As I mentioned in the post, dynamic CSS classnames are also tricky depending on how much gets mangled. We have some techniques in the pipeline for better handling those
The most popular framework we haven't implemented support for yet is Angular. (AngularJS, the old version, is straightforward.) Any of the compiled frameworks, e.g., Google Closure Compiler are difficult because they mangle identifiers. I suspect Svelte might also be tricky, but we haven't tried that yet
At the end of the day though, every framework has to write to the DOM and be accessible. So you can use selectors, or in the worst case OCR/computer vision. (IIRC, FB actively inserts dummy elements to try to prevent structural scraping).
Singular elements: data-test-save-button, data-test-name-input
Elements that are a part of a list: data-test-user={user.id}, data-test-listing={listing.id}
This allows us to name our elements with data test attributes, but also provide values to them where applicable.
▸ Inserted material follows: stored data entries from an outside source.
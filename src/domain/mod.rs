//! Domain types used throughout the pipeline.
//!
//! This module defines:
//!
//! - the typed, column-oriented `Table` every stage reads and writes
//! - the fixed behavior constants and artifact locations (`config`)

pub mod config;
pub mod table;

pub use config::*;
pub use table::*;
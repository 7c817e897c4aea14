// Copyright 2024-2026 the Tern authors. MIT license.

//! Chunk planning: one chunk per distinct entry-bits key, an in-chunk file
//! and part order that keeps wrapped files contiguous and the runtime
//! first, and an output path template per chunk with the `[hash]`
//! placeholder left for the hasher.

use rustc_hash::FxHashMap;
use rustc_hash::FxHashSet;
use tern_common::BitSet;
use tern_common::ChunkIndex;
use tern_common::ImportKind;
use tern_common::SourceIndex;
use tern_common::SymbolRef;
use tern_common::RUNTIME_SOURCE_INDEX;

use crate::graph::LinkerGraph;
use crate::graph::WrapKind;
use crate::options::BundleOptions;

/// Consecutive live parts of one file, printed as a unit.
#[derive(Debug, Clone, Copy, PartialEq, Eq)]
pub struct PartRange {
  pub source: SourceIndex,
  pub part_begin: u32,
  pub part_end: u32,
}

#[derive(Debug, Clone)]
pub struct CrossChunkImportItem {
  pub export_alias: String,
  pub import_ref: SymbolRef,
}

#[derive(Debug, Clone, Copy, PartialEq, Eq)]
pub struct CrossChunkImport {
  pub chunk_index: ChunkIndex,
  pub import_kind: ImportKind,
}

#[derive(Debug, Clone)]
pub struct ExternalCssImport {
  pub path: String,
  pub conditions: Vec<String>,
}

#[derive(Debug)]
pub enum ChunkRepr {
  Js {
    files_in_chunk_order: Vec<SourceIndex>,
    part_ranges: Vec<PartRange>,
    /// chunk index -> items imported from it, filled by cross-chunk
    /// analysis; keys iterate in ascending chunk order.
    imports_from_other_chunks: Vec<(ChunkIndex, Vec<CrossChunkImportItem>)>,
    exports_to_other_chunks: FxHashMap<SymbolRef, String>,
  },
  Css {
    files_in_chunk_order: Vec<SourceIndex>,
    external_imports: Vec<ExternalCssImport>,
  },
}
I have also created a testSelector function that takes id and value, and spits out either [data-test-${id}="${value}"] or [data-test-${id}].
We have also experimented with letting shared components popuplate their own data-test-* attribute automatically based on other props. Like in our modal component, which sets data-test-modal={title}. data-test-delete-user-modal vs. data-test-modal="Delete user". But in the latter case, the dev does not need to provide the data-test-* attribute manually, since the component takes care of it.